START Source data

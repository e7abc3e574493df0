//! Per-dashboard live store
//!
//! Owns everything one mounted dashboard accumulates: the last accepted
//! snapshots, the reducer's incremental state, fetch status flags, the name
//! table and the connection signal. All mutation goes through `&mut self`, so
//! a snapshot swap and the counter reset it implies happen in one step.

use chrono::{DateTime, Utc};
use serde::{Deserialize, Serialize};
use std::collections::HashMap;

use taplive_core::{
    BarId, ConnectionState, FeedConfig, LiveError, LiveEvent, NameTable, RankedList, Snapshot,
    SubjectId,
};
use tracing::debug;

use crate::reducer::{EventReducer, Reduction, SubscriptionPhase};

/// Whether the dashboard receives push events at all
#[derive(Debug, Clone, Copy, PartialEq, Eq, Serialize, Deserialize)]
#[serde(rename_all = "snake_case")]
pub enum DashboardMode {
    /// Snapshots plus push events
    Live,
    /// Snapshots only (no credential, or the channel could not be opened)
    PullOnly,
}

/// Status of one pull query
#[derive(Debug, Clone, Default, PartialEq, Eq, Serialize, Deserialize)]
pub struct FetchStatus {
    /// A result (or failure) for the current mount is still outstanding
    pub loading: bool,
    /// Error of the most recent attempt, cleared on success
    pub last_error: Option<String>,
    pub last_success: Option<DateTime<Utc>>,
}

impl FetchStatus {
    fn pending() -> Self {
        Self {
            loading: true,
            ..Self::default()
        }
    }

    fn succeeded(&mut self, at: DateTime<Utc>) {
        self.loading = false;
        self.last_error = None;
        self.last_success = Some(at);
    }

    fn failed(&mut self, error: &LiveError) {
        self.loading = false;
        self.last_error = Some(error.to_string());
    }
}

/// Mutable state behind one dashboard view
#[derive(Debug, Clone)]
pub struct LiveStore {
    subject: SubjectId,
    snapshot: Option<Snapshot>,
    top_products: Option<RankedList>,
    totals_status: FetchStatus,
    top_products_status: FetchStatus,
    reducer: EventReducer,
    names: NameTable,
    connection: ConnectionState,
    mode: DashboardMode,
}

impl LiveStore {
    pub fn new(subject: SubjectId, feeds: &FeedConfig) -> Self {
        Self {
            subject,
            snapshot: None,
            top_products: None,
            totals_status: FetchStatus::pending(),
            top_products_status: FetchStatus::pending(),
            reducer: EventReducer::from_config(feeds),
            names: NameTable::default(),
            connection: ConnectionState::default(),
            mode: DashboardMode::PullOnly,
        }
    }

    /// Seed from previously cached results. Fetch flags stay pending.
    pub fn seed(&mut self, snapshot: Option<Snapshot>, top_products: Option<RankedList>) {
        if let Some(snapshot) = snapshot {
            self.snapshot = Some(snapshot);
            self.reducer.reset_counters();
        }
        if let Some(list) = top_products {
            self.top_products = Some(list);
        }
    }

    /// Swap in a new snapshot and zero the counters.
    ///
    /// Returns false when the store is unsubscribed or the snapshot is older
    /// than the one already displayed.
    pub fn accept_snapshot(&mut self, snapshot: Snapshot) -> bool {
        if self.is_torn_down() {
            return false;
        }
        if let Some(current) = &self.snapshot {
            if snapshot.fetched_at < current.fetched_at {
                debug!(
                    "Discarding out-of-order snapshot for event {} ({} < {})",
                    self.subject, snapshot.fetched_at, current.fetched_at
                );
                return false;
            }
        }

        let fetched_at = snapshot.fetched_at;
        self.snapshot = Some(snapshot);
        self.reducer.reset_counters();
        self.totals_status.succeeded(fetched_at);
        true
    }

    /// Replace the ranking. Counters are untouched.
    pub fn accept_top_products(&mut self, list: RankedList) -> bool {
        if self.is_torn_down() {
            return false;
        }
        if let Some(current) = &self.top_products {
            if list.fetched_at < current.fetched_at {
                return false;
            }
        }

        let fetched_at = list.fetched_at;
        self.top_products = Some(list);
        self.top_products_status.succeeded(fetched_at);
        true
    }

    /// Record a failed totals fetch. Displayed data is kept.
    pub fn totals_failed(&mut self, error: &LiveError) -> bool {
        if self.is_torn_down() {
            return false;
        }
        self.totals_status.failed(error);
        true
    }

    /// Record a failed ranking fetch. Displayed data is kept.
    pub fn top_products_failed(&mut self, error: &LiveError) -> bool {
        if self.is_torn_down() {
            return false;
        }
        self.top_products_status.failed(error);
        true
    }

    pub fn apply_event(&mut self, event: LiveEvent) -> Reduction {
        self.reducer.apply(event)
    }

    pub fn update_names(&mut self, names: HashMap<BarId, String>) {
        self.names.replace(names);
    }

    pub fn set_connected(&mut self, connected: bool) {
        self.connection.connected = connected;
    }

    pub fn set_mode(&mut self, mode: DashboardMode) {
        self.mode = mode;
    }

    /// Start accepting events
    pub fn subscribe(&mut self) -> bool {
        self.reducer.subscribe()
    }

    /// Stop accepting events and fetch results
    pub fn unsubscribe(&mut self) {
        self.reducer.unsubscribe();
        self.connection.connected = false;
    }

    fn is_torn_down(&self) -> bool {
        self.reducer.phase() == SubscriptionPhase::Unsubscribed
    }

    pub fn subject(&self) -> SubjectId {
        self.subject
    }

    pub fn snapshot(&self) -> Option<&Snapshot> {
        self.snapshot.as_ref()
    }

    pub fn top_products(&self) -> Option<&RankedList> {
        self.top_products.as_ref()
    }

    pub fn totals_status(&self) -> &FetchStatus {
        &self.totals_status
    }

    pub fn top_products_status(&self) -> &FetchStatus {
        &self.top_products_status
    }

    pub fn reducer(&self) -> &EventReducer {
        &self.reducer
    }

    pub fn names(&self) -> &NameTable {
        &self.names
    }

    pub fn connection(&self) -> ConnectionState {
        self.connection
    }

    pub fn mode(&self) -> DashboardMode {
        self.mode
    }
}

END Source data

About this task:
Give back the complete data, each line unchanged.

Task output:
repository e7abc3e574493df0
//! Per-dashboard live store
//!
//! Owns everything one mounted dashboard accumulates: the last accepted
//! snapshots, the reducer's incremental state, fetch status flags, the name
//! table and the connection signal. All mutation goes through `&mut self`, so
//! a snapshot swap and the counter reset it implies happen in one step.

use chrono::{DateTime, Utc};
use serde::{Deserialize, Serialize};
use std::collections::HashMap;

use taplive_core::{
    BarId, ConnectionState, FeedConfig, LiveError, LiveEvent, NameTable, RankedList, Snapshot,
    SubjectId,
};
use tracing::debug;

use crate::reducer::{EventReducer, Reduction, SubscriptionPhase};

/// Whether the dashboard receives push events at all
#[derive(Debug, Clone, Copy, PartialEq, Eq, Serialize, Deserialize)]
#[serde(rename_all = "snake_case")]
pub enum DashboardMode {
    /// Snapshots plus push events
    Live,
    /// Snapshots only (no credential, or the channel could not be opened)
    PullOnly,
}

/// Status of one pull query
#[derive(Debug, Clone, Default, PartialEq, Eq, Serialize, Deserialize)]
pub struct FetchStatus {
    /// A result (or failure) for the current mount is still outstanding
    pub loading: bool,
    /// Error of the most recent attempt, cleared on success
    pub last_error: Option<String>,
    pub last_success: Option<DateTime<Utc>>,
}

impl FetchStatus {
    fn pending() -> Self {
        Self {
            loading: true,
            ..Self::default()
        }
    }

    fn succeeded(&mut self, at: DateTime<Utc>) {
        self.loading = false;
        self.last_error = None;
        self.last_success = Some(at);
    }

    fn failed(&mut self, error: &LiveError) {
        self.loading = false;
        self.last_error = Some(error.to_string());
    }
}

/// Mutable state behind one dashboard view
#[derive(Debug, Clone)]
pub struct LiveStore {
    subject: SubjectId,
    snapshot: Option<Snapshot>,
    top_products: Option<RankedList>,
    totals_status: FetchStatus,
    top_products_status: FetchStatus,
    reducer: EventReducer,
    names: NameTable,
    connection: ConnectionState,
    mode: DashboardMode,
}

impl LiveStore {
    pub fn new(subject: SubjectId, feeds: &FeedConfig) -> Self {
        Self {
            subject,
            snapshot: None,
            top_products: None,
            totals_status: FetchStatus::pending(),
            top_products_status: FetchStatus::pending(),
            reducer: EventReducer::from_config(feeds),
            names: NameTable::default(),
            connection: ConnectionState::default(),
            mode: DashboardMode::PullOnly,
        }
    }

    /// Seed from previously cached results. Fetch flags stay pending.
    pub fn seed(&mut self, snapshot: Option<Snapshot>, top_products: Option<RankedList>) {
        if let Some(snapshot) = snapshot {
            self.snapshot = Some(snapshot);
            self.reducer.reset_counters();
        }
        if let Some(list) = top_products {
            self.top_products = Some(list);
        }
    }

    /// Swap in a new snapshot and zero the counters.
    ///
    /// Returns false when the store is unsubscribed or the snapshot is older
    /// than the one already displayed.
    pub fn accept_snapshot(&mut self, snapshot: Snapshot) -> bool {
        if self.is_torn_down() {
            return false;
        }
        if let Some(current) = &self.snapshot {
            if snapshot.fetched_at < current.fetched_at {
                debug!(
                    "Discarding out-of-order snapshot for event {} ({} < {})",
                    self.subject, snapshot.fetched_at, current.fetched_at
                );
                return false;
            }
        }

        let fetched_at = snapshot.fetched_at;
        self.snapshot = Some(snapshot);
        self.reducer.reset_counters();
        self.totals_status.succeeded(fetched_at);
        true
    }

    /// Replace the ranking. Counters are untouched.
    pub fn accept_top_products(&mut self, list: RankedList) -> bool {
        if self.is_torn_down() {
            return false;
        }
        if let Some(current) = &self.top_products {
            if list.fetched_at < current.fetched_at {
                return false;
            }
        }

        let fetched_at = list.fetched_at;
        self.top_products = Some(list);
        self.top_products_status.succeeded(fetched_at);
        true
    }

    /// Record a failed totals fetch. Displayed data is kept.
    pub fn totals_failed(&mut self, error: &LiveError) -> bool {
        if self.is_torn_down() {
            return false;
        }
        self.totals_status.failed(error);
        true
    }

    /// Record a failed ranking fetch. Displayed data is kept.
    pub fn top_products_failed(&mut self, error: &LiveError) -> bool {
        if self.is_torn_down() {
            return false;
        }
        self.top_products_status.failed(error);
        true
    }

    pub fn apply_event(&mut self, event: LiveEvent) -> Reduction {
        self.reducer.apply(event)
    }

    pub fn update_names(&mut self, names: HashMap<BarId, String>) {
        self.names.replace(names);
    }

    pub fn set_connected(&mut self, connected: bool) {
        self.connection.connected = connected;
    }

    pub fn set_mode(&mut self, mode: DashboardMode) {
        self.mode = mode;
    }

    /// Start accepting events
    pub fn subscribe(&mut self) -> bool {
        self.reducer.subscribe()
    }

    /// Stop accepting events and fetch results
    pub fn unsubscribe(&mut self) {
        self.reducer.unsubscribe();
        self.connection.connected = false;
    }

    fn is_torn_down(&self) -> bool {
        self.reducer.phase() == SubscriptionPhase::Unsubscribed
    }

    pub fn subject(&self) -> SubjectId {
        self.subject
    }

    pub fn snapshot(&self) -> Option<&Snapshot> {
        self.snapshot.as_ref()
    }

    pub fn top_products(&self) -> Option<&RankedList> {
        self.top_products.as_ref()
    }

    pub fn totals_status(&self) -> &FetchStatus {
        &self.totals_status
    }

    pub fn top_products_status(&self) -> &FetchStatus {
        &self.top_products_status
    }

    pub fn reducer(&self) -> &EventReducer {
        &self.reducer
    }

    pub fn names(&self) -> &NameTable {
        &self.names
    }

    pub fn connection(&self) -> ConnectionState {
        self.connection
    }

    pub fn mode(&self) -> DashboardMode {
        self.mode
    }
}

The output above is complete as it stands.